映画はイム・スンヒョン監督(35)の長編デビュー作。昨年、第50回ロッテルダム国際映画祭に韓国劇映画の中で唯一招待されて好評を得た。映画祭側は当時、「『ホームレス』は全世界で起きている社会問題を吸入力のある形で取り扱った」と絶賛した。

イム氏は最近、電話インタビューで「MZ世代のもう一つの名前は『ホームレス世代』だ。政府や親の完璧な支援なしには、ソウルで住宅を買うことはもはや不可能になったのではないか。その現実を見せたかった」と話した。

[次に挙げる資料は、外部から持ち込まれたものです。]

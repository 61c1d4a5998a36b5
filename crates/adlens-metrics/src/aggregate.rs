//! Grouped reduction of derived records.
//!
//! Grouping runs through a polars lazy group-by. Base columns reduce by
//! sum; KPI columns of an aggregate row are recomputed from that row's
//! sums (ratio-of-sums), never averaged from per-row ratios, so a single
//! zero-denominator row cannot drag a group KPI to infinity. The group
//! KPI is only non-finite when the group's summed denominator is zero.

use crate::error::{MetricsError, Result};
use crate::kpi::DerivedRecord;
use polars::prelude::*;
use serde::Serialize;

/// Grouping key for aggregation.
#[derive(Debug, Clone, Copy, PartialEq, Eq)]
pub enum GroupKey {
    /// One row per platform.
    Platform,
    /// One row per (platform, day-of-week) pair, ordered Monday first.
    PlatformWeekday,
    /// One row per (platform, `YYYY-MM` month) pair, chronological.
    PlatformMonth,
}

/// One aggregated group: summed base metrics plus KPIs recomputed from the
/// sums.
#[derive(Debug, Clone, PartialEq, Serialize)]
pub struct AggregateRow {
    /// Platform key.
    pub platform: String,
    /// Time-bucket key (weekday name or month), absent for platform-only
    /// grouping.
    pub bucket: Option<String>,
    /// Calendar ordinal of the weekday bucket, Monday = 1. Present only
    /// for weekday grouping; used to reindex chart series.
    pub weekday_ord: Option<u32>,
    /// Summed impressions.
    pub impressions: f64,
    /// Summed clicks.
    pub clicks: f64,
    /// Summed cost.
    pub cost: f64,
    /// Summed conversions.
    pub conversions: f64,
    /// Summed revenue.
    pub revenue: f64,
    /// Group click-through rate, from summed clicks and impressions.
    pub ctr: f64,
    /// Group cost per click, from summed cost and clicks.
    pub cpc: f64,
    /// Group cost per thousand impressions.
    pub cpm: f64,
    /// Group return on marketing investment.
    pub romi: f64,
}

/// Group derived records by `key` and reduce each group.
///
/// Output order is deterministic: platforms alphabetical, weekday buckets
/// Monday through Sunday, month buckets chronological.
pub fn aggregate(records: &[DerivedRecord], key: GroupKey) -> Result<Vec<AggregateRow>> {
    let df = build_frame(records, key)?;

    let mut aggs = vec![
        col("impressions").sum(),
        col("clicks").sum(),
        col("cost").sum(),
        col("conversions").sum(),
        col("revenue").sum(),
    ];
    if key == GroupKey::PlatformWeekday {
        aggs.push(col("bucket_ord").first());
    }

    let group_cols = match key {
        GroupKey::Platform => vec![col("platform")],
        GroupKey::PlatformWeekday | GroupKey::PlatformMonth => {
            vec![col("platform"), col("bucket")]
        }
    };

    let reduced = df
        .lazy()
        .group_by(group_cols)
        .agg(aggs)
        .with_columns(vec![
            (col("clicks") / col("impressions")).alias("ctr"),
            (col("cost") / col("clicks")).alias("cpc"),
            (col("cost") / col("impressions") * lit(1000.0)).alias("cpm"),
            ((col("revenue") - col("cost")) / col("cost")).alias("romi"),
        ]);

    let sorted = match key {
        GroupKey::Platform => reduced.sort(["platform"], SortMultipleOptions::default()),
        GroupKey::PlatformWeekday => {
            reduced.sort(["platform", "bucket_ord"], SortMultipleOptions::default())
        }
        GroupKey::PlatformMonth => {
            reduced.sort(["platform", "bucket"], SortMultipleOptions::default())
        }
    };

    rows_from_frame(&sorted.collect()?, key)
}

fn build_frame(records: &[DerivedRecord], key: GroupKey) -> Result<DataFrame> {
    let platforms: Vec<&str> = records.iter().map(|r| r.record.platform.as_str()).collect();
    let mut columns: Vec<Column> = vec![Series::new("platform".into(), platforms).into()];

    match key {
        GroupKey::Platform => {}
        GroupKey::PlatformWeekday => {
            let buckets: Vec<&str> = records.iter().map(|r| r.weekday).collect();
            let ordinals: Vec<u32> = records.iter().map(|r| r.weekday_ord).collect();
            columns.push(Series::new("bucket".into(), buckets).into());
            columns.push(Series::new("bucket_ord".into(), ordinals).into());
        }
        GroupKey::PlatformMonth => {
            let buckets: Vec<&str> = records.iter().map(|r| r.month.as_str()).collect();
            columns.push(Series::new("bucket".into(), buckets).into());
        }
    }

    columns.push(numeric_column("impressions", records, |r| r.record.impressions));
    columns.push(numeric_column("clicks", records, |r| r.record.clicks));
    columns.push(numeric_column("cost", records, |r| r.record.cost));
    columns.push(numeric_column("conversions", records, |r| r.record.conversions));
    columns.push(numeric_column("revenue", records, |r| r.record.revenue));

    Ok(DataFrame::new(columns)?)
}

fn numeric_column(
    name: &str,
    records: &[DerivedRecord],
    select: impl Fn(&DerivedRecord) -> f64,
) -> Column {
    let values: Vec<f64> = records.iter().map(select).collect();
    Series::new(name.into(), values).into()
}

fn rows_from_frame(df: &DataFrame, key: GroupKey) -> Result<Vec<AggregateRow>> {
    let platforms = df
        .column("platform")?
        .str()
        .map_err(|e| MetricsError::MalformedFrame(e.to_string()))?;

    let buckets = match key {
        GroupKey::Platform => None,
        GroupKey::PlatformWeekday | GroupKey::PlatformMonth => Some(
            df.column("bucket")?
                .str()
                .map_err(|e| MetricsError::MalformedFrame(e.to_string()))?,
        ),
    };
    let ordinals = match key {
        GroupKey::PlatformWeekday => Some(
            df.column("bucket_ord")?
                .u32()
                .map_err(|e| MetricsError::MalformedFrame(e.to_string()))?,
        ),
        _ => None,
    };

    let numeric = |name: &str| -> Result<Vec<f64>> {
        let chunked = df
            .column(name)?
            .f64()
            .map_err(|e| MetricsError::MalformedFrame(e.to_string()))?;
        Ok((0..df.height())
            .map(|i| chunked.get(i).unwrap_or(f64::NAN))
            .collect())
    };

    let impressions = numeric("impressions")?;
    let clicks = numeric("clicks")?;
    let cost = numeric("cost")?;
    let conversions = numeric("conversions")?;
    let revenue = numeric("revenue")?;
    let ctr = numeric("ctr")?;
    let cpc = numeric("cpc")?;
    let cpm = numeric("cpm")?;
    let romi = numeric("romi")?;

    let mut rows = Vec::with_capacity(df.height());
    for i in 0..df.height() {
        rows.push(AggregateRow {
            platform: platforms.get(i).unwrap_or_default().to_string(),
            bucket: buckets.and_then(|b| b.get(i)).map(str::to_string),
            weekday_ord: ordinals.and_then(|o| o.get(i)),
            impressions: impressions[i],
            clicks: clicks[i],
            cost: cost[i],
            conversions: conversions[i],
            revenue: revenue[i],
            ctr: ctr[i],
            cpc: cpc[i],
            cpm: cpm[i],
            romi: romi[i],
        });
    }

    Ok(rows)
}

#[cfg(test)]
mod tests {
    use super::*;
    use crate::kpi::derive_records;
    use adlens_data::AdRecord;
    use approx::assert_relative_eq;
    use chrono::NaiveDate;

    fn row(day: u32, platform: &str, impressions: f64, clicks: f64, cost: f64) -> AdRecord {
        AdRecord {
            date: NaiveDate::from_ymd_opt(2024, 3, day).unwrap(),
            platform: platform.to_string(),
            impressions,
            clicks,
            cost,
            conversions: 1.0,
            revenue: cost * 2.0,
        }
    }

    #[test]
    fn platform_grouping_sums_and_recomputes() {
        let derived = derive_records(vec![
            row(4, "google", 1000.0, 50.0, 20.0),
            row(5, "google", 3000.0, 30.0, 30.0),
            row(4, "facebook", 500.0, 10.0, 5.0),
        ]);
        let rows = aggregate(&derived, GroupKey::Platform).unwrap();
        assert_eq!(rows.len(), 2);

        // Alphabetical order: facebook first.
        assert_eq!(rows[0].platform, "facebook");
        let google = &rows[1];
        assert_relative_eq!(google.impressions, 4000.0);
        assert_relative_eq!(google.clicks, 80.0);
        assert_relative_eq!(google.ctr, 80.0 / 4000.0);
        assert_relative_eq!(google.cpc, 50.0 / 80.0);
        assert_relative_eq!(google.cpm, 50.0 / 4000.0 * 1000.0);
        assert_relative_eq!(google.romi, 1.0);
    }

    #[test]
    fn weekday_rows_come_back_in_calendar_order() {
        // 2024-03-04 is a Monday; days 4..=10 cover a full week.
        let derived = derive_records(
            (4..=10)
                .map(|day| row(day, "google", 100.0, 10.0, 5.0))
                .collect(),
        );
        let rows = aggregate(&derived, GroupKey::PlatformWeekday).unwrap();
        let buckets: Vec<&str> = rows.iter().map(|r| r.bucket.as_deref().unwrap()).collect();
        assert_eq!(
            buckets,
            ["Monday", "Tuesday", "Wednesday", "Thursday", "Friday", "Saturday", "Sunday"]
        );
        assert_eq!(rows[0].weekday_ord, Some(1));
        assert_eq!(rows[6].weekday_ord, Some(7));
    }

    #[test]
    fn month_buckets_sort_chronologically() {
        let mut records = vec![row(4, "google", 100.0, 10.0, 5.0)];
        let mut later = row(4, "google", 200.0, 20.0, 10.0);
        later.date = NaiveDate::from_ymd_opt(2024, 1, 10).unwrap();
        records.push(later);
        let rows = aggregate(&derive_records(records), GroupKey::PlatformMonth).unwrap();
        let buckets: Vec<&str> = rows.iter().map(|r| r.bucket.as_deref().unwrap()).collect();
        assert_eq!(buckets, ["2024-01", "2024-03"]);
    }

    #[test]
    fn aggregation_is_idempotent() {
        let derived = derive_records(vec![
            row(4, "google", 1000.0, 50.0, 20.0),
            row(5, "facebook", 500.0, 10.0, 5.0),
        ]);
        let first = aggregate(&derived, GroupKey::Platform).unwrap();
        let second = aggregate(&derived, GroupKey::Platform).unwrap();
        assert_eq!(first, second);
    }

    #[test]
    fn zero_clicks_row_keeps_group_cpc_finite() {
        let derived = derive_records(vec![
            row(4, "google", 1000.0, 0.0, 20.0),
            row(5, "google", 1000.0, 40.0, 20.0),
        ]);
        assert!(derived[0].cpc.is_infinite());

        let rows = aggregate(&derived, GroupKey::Platform).unwrap();
        assert_relative_eq!(rows[0].cpc, 40.0 / 40.0);
    }

    #[test]
    fn all_zero_click_group_has_infinite_cpc() {
        let derived = derive_records(vec![row(4, "google", 1000.0, 0.0, 20.0)]);
        let rows = aggregate(&derived, GroupKey::Platform).unwrap();
        assert!(rows[0].cpc.is_infinite());
    }
}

映画の魅力は、若者の貧困問題と独居老人の問題を顕微鏡で見るように見せることに止まらないということだ。イム氏は恐怖とスリラーのジャンル的文法を生かして緊張感を少しエスカレートさせながら物語を展開していく。その手法は非常に新鮮で破格的だ。イム氏は、「どうすれば二つの問題を最も強烈に見せることができるか悩んだ末に選んだのが恐怖・スリラージャンルだった」と語った。

映画の中で主人公の若い夫婦と独居老人の詳しい事情は出てこない。イム氏は、「主人公たちがどこにでもいる普通の若者と独居老人に見えることを願った」と言い、「あまりにも詳しい事情が描かれば極めて特殊で個人的な話に映ってしまい、議論が広がらないだろうと思った」と話した。「戦略的省略」だったという説明だ。